When someone dies, it becomes normal for people to follow the old adage, “Don’t speak ill of the dead.” Many people are elevated to near sainthood by those left behind. When I started asking about John, this appeared to be where the stories were. John was a hard working farmer. John was a smart guy that understood the idea of investing in land. John was a man that appreciated technology. John provided well for his family and they had nice houses and good barns. John was always ready to help a neighbor.
While no doubt all of this is true – it is not the whole picture of a complex man. There were some comments that probably paint a more realistic picture. One comment attributed to John’s son William was, “If you’re dealing with my father, keep your hand on your wallet.” When I commented on the move the family made to a larger farm, Sadie told me, “The older the boys got, the more land Dad bought. He didn’t work it – that’s what he had the boys for.” The general impression was that he liked to own it, but he didn’t necessarily want to be the worker bee.
People spoke frankly about John when asked and sometimes the information was simply amazing. I have not quoted directly here to protect the speakers – no one wanted their name with this information. There were several comments about John and a fondness for women and more than one person said that Mary must have been a saint to put up with his wandering eye.
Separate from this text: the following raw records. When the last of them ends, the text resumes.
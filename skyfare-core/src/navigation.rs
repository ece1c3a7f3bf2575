use crate::identity::Role;

pub const HOME_PATH: &str = "/";
pub const SIGN_IN_PATH: &str = "/sign-in";

/// Client-side navigation primitive.
pub trait Navigator {
    /// Redirect, replacing the current history entry.
    fn replace(&mut self, path: &str);

    /// Programmatic navigation that adds a history entry.
    fn push(&mut self, path: &str);
}

impl<N: Navigator + ?Sized> Navigator for &mut N {
    fn replace(&mut self, path: &str) {
        (**self).replace(path)
    }

    fn push(&mut self, path: &str) {
        (**self).push(path)
    }
}

#[derive(Debug, Clone, Copy, PartialEq, Eq)]
pub enum NavigationKind {
    Replace,
    Push,
}

#[derive(Debug, Clone, PartialEq, Eq)]
pub struct NavigationEntry {
    pub kind: NavigationKind,
    pub path: String,
}

/// Navigator that only records what was asked of it.
#[derive(Debug, Default, Clone)]
pub struct HistoryNavigator {
    entries: Vec<NavigationEntry>,
}

impl HistoryNavigator {
    pub fn new() -> Self {
        Self::default()
    }

    pub fn entries(&self) -> &[NavigationEntry] {
        &self.entries
    }

    pub fn redirects(&self) -> impl Iterator<Item = &str> {
        self.entries
            .iter()
            .filter(|e| e.kind == NavigationKind::Replace)
            .map(|e| e.path.as_str())
    }
}

impl Navigator for HistoryNavigator {
    fn replace(&mut self, path: &str) {
        self.entries.push(NavigationEntry {
            kind: NavigationKind::Replace,
            path: path.to_string(),
        });
    }

    fn push(&mut self, path: &str) {
        self.entries.push(NavigationEntry {
            kind: NavigationKind::Push,
            path: path.to_string(),
        });
    }
}

/// The buttons on the role selection page.
#[derive(Debug, Clone, Copy, PartialEq, Eq)]
pub enum RoleChoice {
    Customer,
    Admin,
    Back,
}

impl RoleChoice {
    pub const ALL: [RoleChoice; 3] = [RoleChoice::Customer, RoleChoice::Admin, RoleChoice::Back];

    pub fn destination(&self) -> &'static str {
        match self {
            RoleChoice::Customer => "/auth/customer",
            RoleChoice::Admin => "/auth/admin",
            RoleChoice::Back => HOME_PATH,
        }
    }

    pub fn label(&self) -> &'static str {
        match self {
            RoleChoice::Customer => "I'm a traveller",
            RoleChoice::Admin => "I'm an administrator",
            RoleChoice::Back => "Back",
        }
    }

    pub fn role(&self) -> Option<Role> {
        match self {
            RoleChoice::Customer => Some(Role::Customer),
            RoleChoice::Admin => Some(Role::Admin),
            RoleChoice::Back => None,
        }
    }

    pub fn choose<N: Navigator>(&self, navigator: &mut N) {
        navigator.push(self.destination());
    }
}
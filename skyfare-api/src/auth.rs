use askama::Template;
use axum::{
    extract::{Path, State},
    http::StatusCode,
    response::{IntoResponse, Redirect, Response},
    routing::{get, post},
    Form, Router,
};
use axum_extra::extract::cookie::CookieJar;
use serde::Deserialize;
use skyfare_core::{Identity, Role, RoleChoice};
use uuid::Uuid;

use crate::{
    error::AppError,
    middleware::auth::{expired_session_cookie, issue_token, session_cookie, SESSION_COOKIE},
    pages::render_page,
    state::AppState,
};

pub fn routes() -> Router<AppState> {
    Router::new()
        .route("/sign-in", get(role_selection))
        .route("/auth/{role}", get(sign_in_form).post(sign_in))
        .route("/sign-out", post(sign_out))
}

struct ChoiceLink {
    href: &'static str,
    label: &'static str,
}

#[derive(Template)]
#[template(path = "role_select.html")]
struct RoleSelectTemplate {
    choices: Vec<ChoiceLink>,
}

#[derive(Template)]
#[template(path = "sign_in.html")]
struct SignInTemplate {
    role_slug: &'static str,
    heading: &'static str,
    needs_access_code: bool,
    error: Option<String>,
}

impl SignInTemplate {
    fn for_role(role: Role, error: Option<String>) -> Self {
        Self {
            role_slug: role.slug(),
            heading: match role {
                Role::Customer => "Traveller sign-in",
                Role::Admin => "Administrator sign-in",
            },
            needs_access_code: role == Role::Admin,
            error,
        }
    }
}

#[derive(Debug, Deserialize)]
pub struct SignInForm {
    pub email: String,
    pub access_code: Option<String>,
}

/// GET /sign-in
async fn role_selection() -> Result<Response, AppError> {
    let choices = RoleChoice::ALL
        .iter()
        .map(|choice| ChoiceLink {
            href: choice.destination(),
            label: choice.label(),
        })
        .collect();

    Ok(render_page(&RoleSelectTemplate { choices })?.into_response())
}

fn role_from_path(slug: &str) -> Result<Role, AppError> {
    Role::from_slug(slug).ok_or_else(|| AppError::NotFoundError(format!("No sign-in page for '{}'", slug)))
}

/// GET /auth/{role}
async fn sign_in_form(Path(slug): Path<String>) -> Result<Response, AppError> {
    let role = role_from_path(&slug)?;
    Ok(render_page(&SignInTemplate::for_role(role, None))?.into_response())
}

fn rejected(role: Role, status: StatusCode, message: &str) -> Result<Response, AppError> {
    let page = render_page(&SignInTemplate::for_role(role, Some(message.to_string())))?;
    Ok((status, page).into_response())
}

/// POST /auth/{role}
async fn sign_in(
    State(state): State<AppState>,
    Path(slug): Path<String>,
    jar: CookieJar,
    Form(form): Form<SignInForm>,
) -> Result<Response, AppError> {
    let role = role_from_path(&slug)?;

    let email = form.email.trim();
    if email.is_empty() || !email.contains('@') {
        return rejected(role, StatusCode::BAD_REQUEST, "Enter a valid email address");
    }

    if role == Role::Admin && form.access_code.as_deref() != Some(state.auth.admin_access_code.as_str()) {
        tracing::warn!("Admin sign-in rejected: bad access code");
        return rejected(role, StatusCode::UNAUTHORIZED, "Access code is not valid");
    }

    let identity = Identity::new(format!("{}-{}", role.slug(), Uuid::new_v4()), role).with_email(email);
    let token = issue_token(&state.auth, &identity)?;
    tracing::info!(user = %identity.id, role = %role, email = ?identity.email, "Signed in");

    let landing = match role {
        Role::Customer => "/booking",
        Role::Admin => "/admin",
    };
    Ok((jar.add(session_cookie(token)), Redirect::to(landing)).into_response())
}

/// POST /sign-out
async fn sign_out(State(state): State<AppState>, jar: CookieJar) -> impl IntoResponse {
    if let Some(cookie) = jar.get(SESSION_COOKIE) {
        state.sessions.forget(cookie.value()).await;
    }
    (jar.remove(expired_session_cookie()), Redirect::to("/"))
}
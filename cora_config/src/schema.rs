use cora_core::{Domain, SamplingParams};
use serde::{Deserialize, Serialize};
use std::path::{Path, PathBuf};
use std::time::Duration;
use tracing::debug;

#[derive(Debug, Deserialize, Serialize, Clone)]
pub struct Config {
    pub agents: AgentsConfig,
    pub providers: ProvidersConfig,
    #[serde(default)]
    pub routing: RoutingConfig,
    #[serde(default)]
    pub fallback: FallbackConfig,
    #[serde(default)]
    pub history: HistoryLimits,
}

#[derive(Debug, Deserialize, Serialize, Clone)]
pub struct AgentsConfig {
    pub defaults: AgentDefaults,
}

#[derive(Debug, Deserialize, Serialize, Clone)]
pub struct AgentDefaults {
    pub model: String,
    #[serde(default = "AgentDefaults::default_temperature")]
    pub temperature: f32,
    #[serde(default, skip_serializing_if = "Option::is_none")]
    pub max_tokens: Option<u32>,
    #[serde(default, skip_serializing_if = "Option::is_none")]
    pub top_p: Option<f32>,
    #[serde(default, skip_serializing_if = "Option::is_none")]
    pub frequency_penalty: Option<f32>,
    #[serde(default, skip_serializing_if = "Option::is_none")]
    pub presence_penalty: Option<f32>,
}

impl AgentDefaults {
    const fn default_temperature() -> f32 {
        0.7
    }

    /// Sampling parameters for specialist agent replies.
    #[must_use]
    pub const fn sampling(&self) -> SamplingParams {
        SamplingParams {
            temperature: Some(self.temperature),
            top_p: self.top_p,
            frequency_penalty: self.frequency_penalty,
            presence_penalty: self.presence_penalty,
            max_tokens: self.max_tokens,
            json_mode: false,
        }
    }
}

#[derive(Debug, Deserialize, Serialize, Clone)]
pub struct ProvidersConfig {
    pub openai: ProviderConfig,
}

#[derive(Debug, Deserialize, Serialize, Clone)]
pub struct ProviderConfig {
    pub api_key: String,
    #[serde(default = "ProviderConfig::default_base_url")]
    pub base_url: String,
    /// Set for Azure deployments; selects the deployment URL style.
    #[serde(default, skip_serializing_if = "Option::is_none")]
    pub api_version: Option<String>,
    /// Waits between attempts of the primary agent call.
    #[serde(default)]
    pub retry_delays_secs: Vec<u64>,
}

impl ProviderConfig {
    fn default_base_url() -> String {
        "https://api.openai.com/v1".to_string()
    }

    #[must_use]
    pub fn retry_delays(&self) -> Vec<Duration> {
        self.retry_delays_secs
            .iter()
            .copied()
            .map(Duration::from_secs)
            .collect()
    }
}

#[derive(Debug, Deserialize, Serialize, Clone)]
pub struct RoutingConfig {
    #[serde(default)]
    pub default_domain: Domain,
    #[serde(default = "RoutingConfig::default_lazy")]
    pub lazy_classification: bool,
    /// Model for intent classification; the agent model when unset.
    #[serde(default, skip_serializing_if = "Option::is_none")]
    pub classifier_model: Option<String>,
}

impl Default for RoutingConfig {
    fn default() -> Self {
        Self {
            default_domain: Domain::default(),
            lazy_classification: Self::default_lazy(),
            classifier_model: None,
        }
    }
}

impl RoutingConfig {
    const fn default_lazy() -> bool {
        true
    }
}

#[derive(Debug, Deserialize, Serialize, Clone)]
pub struct FallbackConfig {
    #[serde(default = "FallbackConfig::default_model")]
    pub model: String,
    #[serde(default = "FallbackConfig::default_cora_model")]
    pub cora_model: String,
}

impl Default for FallbackConfig {
    fn default() -> Self {
        Self {
            model: Self::default_model(),
            cora_model: Self::default_cora_model(),
        }
    }
}

impl FallbackConfig {
    fn default_model() -> String {
        "gpt-5-mini".to_string()
    }

    fn default_cora_model() -> String {
        "Phi-4".to_string()
    }
}

#[derive(Debug, Deserialize, Serialize, Clone)]
pub struct HistoryLimits {
    /// Entries stored per session; `null` keeps everything.
    #[serde(default = "HistoryLimits::default_capacity")]
    pub capacity: Option<usize>,
    #[serde(default = "HistoryLimits::default_max_messages")]
    pub max_messages: usize,
    #[serde(default = "HistoryLimits::default_max_chars")]
    pub max_chars: usize,
}

impl Default for HistoryLimits {
    fn default() -> Self {
        Self {
            capacity: Self::default_capacity(),
            max_messages: Self::default_max_messages(),
            max_chars: Self::default_max_chars(),
        }
    }
}

impl HistoryLimits {
    #[allow(clippy::unnecessary_wraps)]
    const fn default_capacity() -> Option<usize> {
        Some(20)
    }

    const fn default_max_messages() -> usize {
        20
    }

    const fn default_max_chars() -> usize {
        8000
    }
}

const CONFIG_TEMPLATE: &str = r#"{
  "agents": {
    "defaults": {
      "model": "gpt-4o-mini",
      "temperature": 0.7,
      "max_tokens": 2048
    }
  },
  "providers": {
    "openai": {
      "api_key": "your-api-key-here",
      "base_url": "https://api.openai.com/v1",
      "retry_delays_secs": [1, 2, 4]
    }
  },
  "routing": {
    "default_domain": "cora",
    "lazy_classification": true
  },
  "fallback": {
    "model": "gpt-5-mini",
    "cora_model": "Phi-4"
  },
  "history": {
    "capacity": 20,
    "max_messages": 20,
    "max_chars": 8000
  }
}"#;

impl Config {
    pub fn config_dir() -> anyhow::Result<PathBuf> {
        Ok(dirs::home_dir()
            .ok_or_else(|| anyhow::anyhow!("Cannot find home directory"))?
            .join("cora"))
    }

    pub fn load() -> anyhow::Result<Self> {
        let config_path = Self::config_dir()?.join("config.json");

        if !config_path.exists() {
            anyhow::bail!(
                "Config file not found at: {}. Please run 'cora init' to create config.",
                config_path.display()
            );
        }

        Self::load_from(&config_path)
    }

    pub fn load_from(path: &Path) -> anyhow::Result<Self> {
        let content = std::fs::read_to_string(path)?;
        let config: Self = serde_json::from_str(&content)
            .map_err(|e| anyhow::anyhow!("Invalid config at {}: {e}", path.display()))?;
        debug!("Loaded config from {}", path.display());
        Ok(config)
    }

    /// Model used by the intent classifier.
    #[must_use]
    pub fn classifier_model(&self) -> &str {
        self.routing
            .classifier_model
            .as_deref()
            .unwrap_or(&self.agents.defaults.model)
    }

    pub fn ensure_config_dir() -> anyhow::Result<PathBuf> {
        let config_dir = Self::config_dir()?;
        std::fs::create_dir_all(&config_dir)?;
        Ok(config_dir)
    }

    pub fn create_config() -> anyhow::Result<PathBuf> {
        let config_path = Self::ensure_config_dir()?.join("config.json");

        if config_path.exists() {
            anyhow::bail!(
                "Config file already exists at: {}. Please edit it directly.",
                config_path.display()
            );
        }

        std::fs::write(&config_path, CONFIG_TEMPLATE)?;
        Ok(config_path)
    }
}
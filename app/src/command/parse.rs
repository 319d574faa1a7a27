use cora_core::parse_agent_response;
use cora_core::response::extract_product_names;
use std::io::Read;

/// Input parameters for the Parse command strategy.
#[derive(Debug, Clone)]
pub struct ParseInput {
    /// Raw agent reply; read from stdin when absent
    pub text: Option<String>,
}

/// Strategy for normalizing a raw agent reply without calling any model.
#[derive(Debug, Clone, Copy)]
pub struct ParseStrategy;

impl super::CommandStrategy for ParseStrategy {
    type Input = ParseInput;

    async fn execute(&self, input: Self::Input) -> anyhow::Result<()> {
        let text = match input.text {
            Some(text) => text,
            None => {
                let mut buf = String::new();
                std::io::stdin().read_to_string(&mut buf)?;
                buf
            }
        };

        let response = parse_agent_response(&text);
        println!("{}", serde_json::to_string_pretty(&response)?);

        let mentioned = extract_product_names(&text);
        if !mentioned.is_empty() {
            eprintln!("{}", mentioned.trim_start());
        }
        Ok(())
    }
}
His business dealings were another source of speculation. The comment above attributed to William was hardly the only comment about John’s deals. He apparently spent a lot of time looking at and speculating on land. When Little Arrie was killed he was away looking at property. He seemed to constantly be seeking new land and new deals according to the many people I spoke with. He appears to have desired to be the big fish in the small pond. I have no doubt that if there had been a country club with golf, John Burgraff would have been a charter member.
The one thing that everyone agreed upon was that he was good at business and knew the art of the deal.
John may have been a speculator and a wheeler-dealer, but he was also a man that loved to have large family gatherings, shared with his family and friends when they were in need, loved to dance, and sang to his children.
No one is either all good or all bad – they are just people.